For time-based codes, you must provide direct treatment for at least eight minutes in order to receive reimbursement from Medicare. Basically, when calculating the number of billable units for a particular date of service, Medicare adds up the total minutes of skilled, one-on-one therapy and divides that total by 15. If eight or more minutes are left over, you can bill for one more unit; if seven or fewer minutes remain, you cannot bill an additional unit.

How long do you have to be on Medicare for a treatment?

For time-based codes, you must provide direct treatment for at least eight minutes in order to receive reimbursement from Medicare. Basically, when calculating the number of billable units for a particular date of service, Medicare adds up the total minutes of skilled, one-on-one therapy and divides that total by 15.

What is the rule of 8?

The Rule of Eights—which can be found in the CPT code manual and is sometimes referred to as the AMA 8-Minute Rule—is a slight variant of CMS’s 8-Minute Rule . The Rule of Eights still counts billable units in 15-minute increments, but instead of combining the time from multiple units, the rule is applied separately to each unique timed service. Therefore, the math is also applied separately. (Keep in mind that the Rule of Eights only applies to timed codes that have 15 minutes listed as the “usual time” in the operational definition of the code.)

What is the 8 minute rule for rehab?

Rehab therapists use the 8-Minute Rule—or the slightly variant “Rule of Eights”—to determine the number of units they should bill Medicare for the therapy services provided on a particular date of service. Prev.

How many minutes of 97110 are in a single visit?

For example, say a therapist bills 10 minutes of 97110 and 10 minutes of 98116 in a single visit. Those codes are considered unique services, and are counted separately. Each service lasted longer than eight minutes, so the therapist can bill for two units total: one unit of 97110 and one unit of 98116.

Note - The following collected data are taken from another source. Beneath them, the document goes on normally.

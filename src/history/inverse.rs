//! Inverse Operation Synthesis
//!
//! Undo never rewinds document state directly; it synthesizes the inverse
//! of each recorded change and hands it to the document-mutation
//! collaborator:
//!
//! - Create and Delete are mutual inverses; Delete's inverse recreates the
//!   object from the captured before-state
//! - Modify, Move, Rotate, Scale and PropertyChange invert by restoring
//!   the captured before-state wholesale (a key the edit added must
//!   disappear again, so overlaying the old values is not enough)
//! - ConstraintAdd and ConstraintRemove are mutual inverses
//!
//! Every synthesized inverse carries an `inverse_of` back-reference to the
//! originating operation.

use crate::history::types::ChangeRecord;
use crate::shared::operation::{Operation, OperationKind};
use crate::shared::params::ParamMap;

/// Synthesize the inverse of a recorded change, or `None` when the change
/// cannot be inverted (NoOp, or a mutation with no captured before-state).
pub fn invert(record: &ChangeRecord) -> Option<Operation> {
    let target = record.operation.target.as_deref()?;
    let (kind, params): (OperationKind, ParamMap) = match record.operation.kind {
        OperationKind::NoOp => return None,
        OperationKind::Create => (OperationKind::Delete, ParamMap::new()),
        OperationKind::Delete => {
            (OperationKind::Create, record.before_state.clone()?)
        }
        // Create semantics replace the whole parameter tree, which is
        // exactly "restore the snapshot"
        OperationKind::Modify
        | OperationKind::Move
        | OperationKind::Rotate
        | OperationKind::Scale
        | OperationKind::PropertyChange => {
            (OperationKind::Create, record.before_state.clone()?)
        }
        OperationKind::ConstraintAdd => {
            (OperationKind::ConstraintRemove, record.operation.params.clone())
        }
        OperationKind::ConstraintRemove => {
            (OperationKind::ConstraintAdd, record.operation.params.clone())
        }
    };

    Some(
        Operation::new(kind, Some(target), &record.actor_id)
            .with_timestamp(record.operation.timestamp)
            .with_params(params)
            .with_parent(record.operation.id)
            .with_metadata("inverse_of", &record.operation.id.to_string()),
    )
}
//! Shared Module
//!
//! This module contains types and data structures that are shared between
//! the three components of the concurrency core: the transform engine, the
//! lock manager, and the change tracker.
//!
//! # Overview
//!
//! The shared module provides the operation vocabulary, the typed parameter
//! tree, error and event types, configuration, and the trait boundary to
//! the out-of-scope document-mutation layer. All record types are designed
//! for serialization so the session layer can forward them untouched.

/// Operation and kind vocabulary
pub mod operation;

/// Typed parameter trees
pub mod params;

/// Shared error types
pub mod error;

/// Asynchronous notification events
pub mod event;

/// Core configuration
pub mod config;

/// Document-mutation collaborator trait
pub mod document;

/// Re-export commonly used types for convenience
pub use config::{CollabConfig, ConfigError, HistoryConfig, LockConfig};
pub use document::{DocumentStore, MemoryDocumentStore};
pub use error::CollabError;
pub use event::{CollabEvent, CollabEventKind};
pub use operation::{Operation, OperationKind};
pub use params::{ParamMap, ParamValue};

What are the codes for a therapist?

Time-based (or constant attendance) codes, on the other hand, allow for variable billing in 15-minute increments. You would use these codes for performing one-on-one services such as: 1 therapeutic exercise (97110) 2 therapeutic activities (97530) 3 manual therapy (97140) 4 neuromuscular re-education (97112) 5 gait training (97116) 6 ultrasound (97035) 7 iontophoresis (97033) 8 electrical stimulation (manual) (97032)

How long is a manual therapy session?

Let’s say that on a single date of service, you perform 30 minutes of therapeutic exercise (EX), 15 minutes of manual therapy (MT), 8 minutes of ultrasound (US), and 15 minutes of electrical stimulation unattended (ESUN). To correctly calculate the charge in accordance with the 8-Minute Rule, you would add the constant attendance procedures ...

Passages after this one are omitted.